YOUR GOAL: Search the entries below for "UploadSettings", and copy each line where it appears.

INPUT:
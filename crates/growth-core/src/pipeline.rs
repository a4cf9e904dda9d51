//! The orchestrator: fixed stage order, per-stage accounting, no
//! partial writes. Raw rows go normalize -> dedup -> range filter ->
//! completeness filter -> derivation, and the cleaned table is written
//! before any upload is attempted.

use std::path::PathBuf;

use polars::prelude::DataFrame;
use tracing::{error, info};
use uuid::Uuid;

use crate::completeness::drop_incomplete_records;
use crate::config::UploadSettings;
use crate::dedup::resolve_duplicates;
use crate::derive::{derive_longitudinal_fields, validate_derived_fields};
use crate::error::{PipelineError, Result};
use crate::ingest::{read_raw_table, write_cleaned_table};
use crate::normalize::normalize_types;
use crate::ranges::filter_measurement_ranges;
use crate::report::{PipelineSummary, StageStats};
use crate::upload::{upload_with_retry, UploadError, WarehouseUploader};

#[derive(Debug, Clone)]
pub struct PipelineConfig {
    pub input: PathBuf,
    pub output: PathBuf,
    pub upload: Option<UploadSettings>,
}

/// Runs the full cleaning pipeline over one raw export. The uploader is
/// constructed by the caller and passed in; `None` (or an absent upload
/// config) skips the warehouse step.
pub fn run_pipeline(
    config: &PipelineConfig,
    uploader: Option<&dyn WarehouseUploader>,
) -> Result<PipelineSummary> {
    let run_id = Uuid::new_v4();
    info!(%run_id, input = %config.input.display(), "pipeline run starting");

    let raw = read_raw_table(&config.input)?;
    let raw_rows = raw.height();
    let mut stages: Vec<StageStats> = Vec::new();

    let (normalized, coercion) = normalize_types(&raw)?;
    record_stage(&mut stages, "type_normalizer", raw_rows, normalized.height());

    let (deduped, _dedup_stats) = resolve_duplicates(&normalized)?;
    record_stage(&mut stages, "duplicate_resolver", normalized.height(), deduped.height());

    let (ranged, _range_stats) = filter_measurement_ranges(&deduped)?;
    record_stage(&mut stages, "range_validator", deduped.height(), ranged.height());

    let (complete, _completeness_stats) = drop_incomplete_records(&ranged)?;
    record_stage(&mut stages, "completeness_filter", ranged.height(), complete.height());

    let derived = derive_longitudinal_fields(&complete)?;
    record_stage(&mut stages, "longitudinal_deriver", complete.height(), derived.height());

    let check = validate_derived_fields(&derived)?;
    if !check.passed {
        return Err(PipelineError::Validation(check.issues.join("; ")));
    }

    write_cleaned_table(&derived, &config.output)?;

    let uploaded_rows = run_upload(config, uploader, &derived)?;

    let summary = PipelineSummary {
        run_id,
        raw_rows,
        cleaned_rows: derived.height(),
        stages,
        coercion_failures: coercion.failures,
        derivation_passed: check.passed,
        uploaded_rows,
    };
    info!(
        %run_id,
        raw_rows = summary.raw_rows,
        cleaned_rows = summary.cleaned_rows,
        removed = summary.removed(),
        percentage = format!("{:.1}", summary.removal_percentage()),
        "pipeline run finished"
    );
    Ok(summary)
}

fn record_stage(stages: &mut Vec<StageStats>, name: &'static str, rows_in: usize, rows_out: usize) {
    let stats = StageStats::new(name, rows_in, rows_out);
    stats.log();
    stages.push(stats);
}

fn run_upload(
    config: &PipelineConfig,
    uploader: Option<&dyn WarehouseUploader>,
    cleaned: &DataFrame,
) -> Result<Option<usize>> {
    let (Some(settings), Some(uploader)) = (config.upload.as_ref(), uploader) else {
        info!("warehouse upload skipped");
        return Ok(None);
    };

    match upload_with_retry(
        uploader,
        cleaned,
        &settings.table,
        settings.chunk_size,
        &settings.retry_policy(),
    ) {
        Ok(rows) => Ok(Some(rows)),
        Err(err) => {
            // The cleaned artifact is already on disk; only the upload
            // leg failed.
            error!(error = %err, "warehouse upload failed; cleaned output retained");
            // Preparation failures never reach the retry loop, so the
            // attempt count comes from the error, not the settings.
            let attempts = match &err {
                UploadError::Exhausted { attempts, .. } => *attempts,
                _ => 0,
            };
            Err(PipelineError::Upload {
                attempts,
                message: err.to_string(),
            })
        }
    }
}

FINISHED EXERCISE:
use crate::config::UploadSettings;
    pub upload: Option<UploadSettings>,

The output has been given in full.